I've been consulted with on the setup of a project and would like to bounce my ideas off of someone for extra opinions.
The main part of this website is very complex and has very customized functionality, so from what I saw it's more of a webapp. However a blog is needed and also a forum is needed. This is the general overview of this project.
Because the main part of the website is more of a webapp, I think this project should be separated into individual pieces taken care of by different frameworks and CMSs so that each component does not limit other components. This is a pretty difficult decision to sell though because no one wants to maintain different frameworks and CMSs unless this is really the right thing to do for them.

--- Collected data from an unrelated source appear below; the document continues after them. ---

//! Reading of the SRG line format.
//!
//! One mapping per line:
//! ```txt,ignore
//! CL: <owner> <obfOwner>
//! FD: <owner>/<name> <obfOwner>/<obfName>
//! MD: <owner>/<name> <desc> <obfOwner>/<obfName> <obfDesc>
//! ```
//! Package lines (`PK:`) carry nothing the engine consumes and are skipped,
//! as are blank lines and `#` comments.

use std::io::{BufRead, BufReader, Read};
use anyhow::{anyhow, bail, Context, Result};
use chisel::tree::class::ClassName;
use chisel::tree::field::FieldName;
use chisel::tree::method::{MethodDescriptor, MethodName, MethodNameAndDesc};
use crate::tree::{MappedField, MappingTable};

/// Reads an SRG file into one namespace's [`MappingTable`].
pub fn read(reader: impl Read) -> Result<MappingTable> {
	let mut table = MappingTable::new();

	for (line_number, line) in BufReader::new(reader).lines().enumerate() {
		let line_number = line_number + 1;
		let line = line?;

		read_line(&mut table, &line)
			.with_context(|| anyhow!("in line {line_number}: {line:?}"))?;
	}

	Ok(table)
}

fn read_line(table: &mut MappingTable, line: &str) -> Result<()> {
	let line = line.trim();
	if line.is_empty() || line.starts_with('#') {
		return Ok(());
	}

	let mut fields = line.split_whitespace();
	let kind = fields.next().unwrap_or_default();
	let fields: Vec<&str> = fields.collect();

	match kind {
		"CL:" => {
			let [src, dst] = fields[..] else {
				bail!("expected 2 fields for a class mapping, got {}", fields.len());
			};
			table.add_class(ClassName::from(src.to_owned()), ClassName::from(dst.to_owned()))
		},
		"FD:" => {
			let [src, dst] = fields[..] else {
				bail!("expected 2 fields for a field mapping, got {}", fields.len());
			};
			let (src_owner, src_name) = split_member(src)?;
			let (dst_owner, dst_name) = split_member(dst)?;

			table.add_field(src_owner, FieldName::from(src_name.to_owned()), MappedField {
				class: dst_owner,
				name: FieldName::from(dst_name.to_owned()),
			})
		},
		"MD:" => {
			let [src, src_desc, dst, dst_desc] = fields[..] else {
				bail!("expected 4 fields for a method mapping, got {}", fields.len());
			};
			let (src_owner, src_name) = split_member(src)?;
			let (dst_owner, dst_name) = split_member(dst)?;

			let key = MethodNameAndDesc {
				name: MethodName::from(src_name.to_owned()),
				desc: MethodDescriptor::from(src_desc.to_owned()),
			};
			let dst = MethodNameAndDesc {
				name: MethodName::from(dst_name.to_owned()),
				desc: MethodDescriptor::from(dst_desc.to_owned()),
			};
			table.add_method(src_owner, key, dst.with_class(dst_owner))
		},
		"PK:" => Ok(()), // package mappings aren't consumed
		kind => bail!("unknown line kind {kind:?}"),
	}
}

/// Splits `a/b/c/name` into the owner `a/b/c` and the member name `name`.
fn split_member(spec: &str) -> Result<(ClassName, &str)> {
	match spec.rsplit_once('/') {
		Some((owner, name)) if !owner.is_empty() && !name.is_empty() => {
			Ok((ClassName::from(owner.to_owned()), name))
		},
		_ => bail!("member spec {spec:?} isn't of the form <owner>/<name>"),
	}
}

My logic is that because the main part of the website is really a complex webapp, trying to fit it into a CMS like Drupal or Joolma or whatever is going to increase development time and cost. This part makes sense to be created with a more flexible technology like the Zend Framework or Symfony, basically something that's a framework not a CMS.

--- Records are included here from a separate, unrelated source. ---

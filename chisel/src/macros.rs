/// Creates `From` implementations for types wrapping a `Cow<'static, str>`.
macro_rules! from_impl_for_string_and_str {
	($name:ident) => {
		impl From<String> for $name {
			fn from(value: String) -> Self {
				$name(std::borrow::Cow::Owned(value))
			}
		}
		impl From<&'static str> for $name {
			fn from(value: &'static str) -> Self {
				$name(std::borrow::Cow::Borrowed(value))
			}
		}

		impl $name {
			pub fn as_str(&self) -> &str {
				&self.0
			}

			pub fn into_inner(self) -> std::borrow::Cow<'static, str> {
				self.0
			}
		}
	}
}

/// Creates `PartialEq` implementations against [str] for types wrapping a `Cow<'static, str>`.
macro_rules! partial_eq_impl_for_str {
	($name:ident) => {
		impl PartialEq<str> for $name {
			fn eq(&self, other: &str) -> bool {
				self.0 == other
			}
		}
		impl PartialEq<&str> for $name {
			fn eq(&self, other: &&str) -> bool {
				self.0 == *other
			}
		}
		impl PartialEq<$name> for str {
			fn eq(&self, other: &$name) -> bool {
				self == other.0
			}
		}
	}
}

macro_rules! make_display {
	($name:ident) => {
		impl std::fmt::Display for $name {
			fn fmt(&self, f: &mut std::fmt::Formatter<'_>) -> std::fmt::Result {
				write!(f, "{}", self.0)
			}
		}
	}
}

pub(crate) use {from_impl_for_string_and_str, make_display, partial_eq_impl_for_str};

For the rest of the components, I don't see a point of using a framework since many of them are standard components like a blog and forum. So for the rest of the website, my options are 1) to build everything else needed with a single CMS that I'm familiar with (say Drupal), but since I've already went down the road of dividing the site, I thought option 2) why not divide the site even more and choose the best software for each component. Drupal for example doesn't make a great forum. That's just not where its power lies.

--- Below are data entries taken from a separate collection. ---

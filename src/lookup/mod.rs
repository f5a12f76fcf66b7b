pub mod catalog;
pub mod isp;
pub mod public_ip;
pub mod rdns;

pub use catalog::ProviderCatalog;
pub use isp::{IspDetector, fuse, majority_vote};
pub use public_ip::{HttpLookupService, IpLookupService, ServiceAnswer};
pub use rdns::{DnsLookup, ReverseResolver};

/// Sanitize a string for safe terminal display by removing control characters.
///
/// This filters out ASCII control characters (0x00-0x1F, 0x7F) and Unicode control
/// characters that could be used to inject terminal escape sequences.
pub(crate) fn sanitize_display(s: &str) -> String {
    s.chars()
        .filter(|c| !c.is_control())
        .collect()
}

It also turns out that the people who will be involved in writing the blogs are mostly not the same people contributing to the forums, so I'm thinking that I shouldn't worry about something like training the same staff on 2 separate software.
But I can't make up my mind regarding the maintainability of this website. On one side I think it's going to be more difficult to maintain 3 main different technologies: framework for the app, specialized forum software (suggestions welcome), and specialized blogging software (suggestions welcome), but on the other hand, I think this may actually be a lot easier to maintain because one part of the website can be taken down or changed much more easily without affecting everything else.
That's been my general idea, but I worry that it might be hard to sell, because it may look like I'm trying to complicate a project. I do think though that this approach actually simplifies it. So any thoughts on this? Are there issues I'm not fully considering? What architectural decisions would you make similarly or differently if you had the same type of problem?